_Work item_
Sort through the data and copy the lines holding the word "content".

_Task data_
╭──

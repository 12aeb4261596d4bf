//! URL rewriting and header filtering for proxied requests.
//!
//! The mount prefix is stripped before forwarding (`/auth/login` →
//! `<upstream>/login`), the query string is preserved, and hop-by-hop
//! headers are dropped in both directions. Everything else is relayed
//! untouched.

use axum::http::Uri;

/// Headers that belong to a single connection, not the end-to-end request.
const HOP_BY_HOP: &[&str] = &[
    "connection",
    "keep-alive",
    "proxy-authenticate",
    "proxy-authorization",
    "te",
    "trailer",
    "transfer-encoding",
    "upgrade",
];

pub fn is_hop_by_hop(name: &str) -> bool {
    HOP_BY_HOP.iter().any(|h| name.eq_ignore_ascii_case(h))
}

/// Builds the upstream URL for a request: base URL + path with the mount
/// prefix stripped + original query string.
pub fn upstream_url(upstream_base: &str, prefix: &str, uri: &Uri) -> String {
    let stripped = match uri.path().strip_prefix(prefix) {
        Some("") | None => "/",
        Some(rest) => rest,
    };
    match uri.query() {
        Some(query) => format!("{}{}?{}", upstream_base.trim_end_matches('/'), stripped, query),
        None => format!("{}{}", upstream_base.trim_end_matches('/'), stripped),
    }
}

/// Copies request headers for forwarding, dropping hop-by-hop headers plus
/// `host` and `content-length`, which the client rebuilds.
pub fn request_headers(headers: &axum::http::HeaderMap) -> reqwest::header::HeaderMap {
    let mut out = reqwest::header::HeaderMap::new();
    for (name, value) in headers {
        let name_str = name.as_str();
        if is_hop_by_hop(name_str)
            || name_str.eq_ignore_ascii_case("host")
            || name_str.eq_ignore_ascii_case("content-length")
        {
            continue;
        }
        if let (Ok(n), Ok(v)) = (
            reqwest::header::HeaderName::from_bytes(name_str.as_bytes()),
            reqwest::header::HeaderValue::from_bytes(value.as_bytes()),
        ) {
            out.append(n, v);
        }
    }
    out
}

/// Copies upstream response headers for the relayed response, dropping
/// hop-by-hop headers and `content-length` (recomputed for the new body).
pub fn response_headers(headers: &reqwest::header::HeaderMap) -> axum::http::HeaderMap {
    let mut out = axum::http::HeaderMap::new();
    for (name, value) in headers {
        let name_str = name.as_str();
        if is_hop_by_hop(name_str) || name_str.eq_ignore_ascii_case("content-length") {
            continue;
        }
        if let (Ok(n), Ok(v)) = (
            axum::http::HeaderName::from_bytes(name_str.as_bytes()),
            axum::http::HeaderValue::from_bytes(value.as_bytes()),
        ) {
            out.append(n, v);
        }
    }
    out
}
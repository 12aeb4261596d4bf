pub mod handler;
pub mod transform;
pub mod upstream;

╰──

_Solution_
/// `host` and `content-length`, which the client rebuilds.
            || name_str.eq_ignore_ascii_case("content-length")
/// hop-by-hop headers and `content-length` (recomputed for the new body).
        if is_hop_by_hop(name_str) || name_str.eq_ignore_ascii_case("content-length") {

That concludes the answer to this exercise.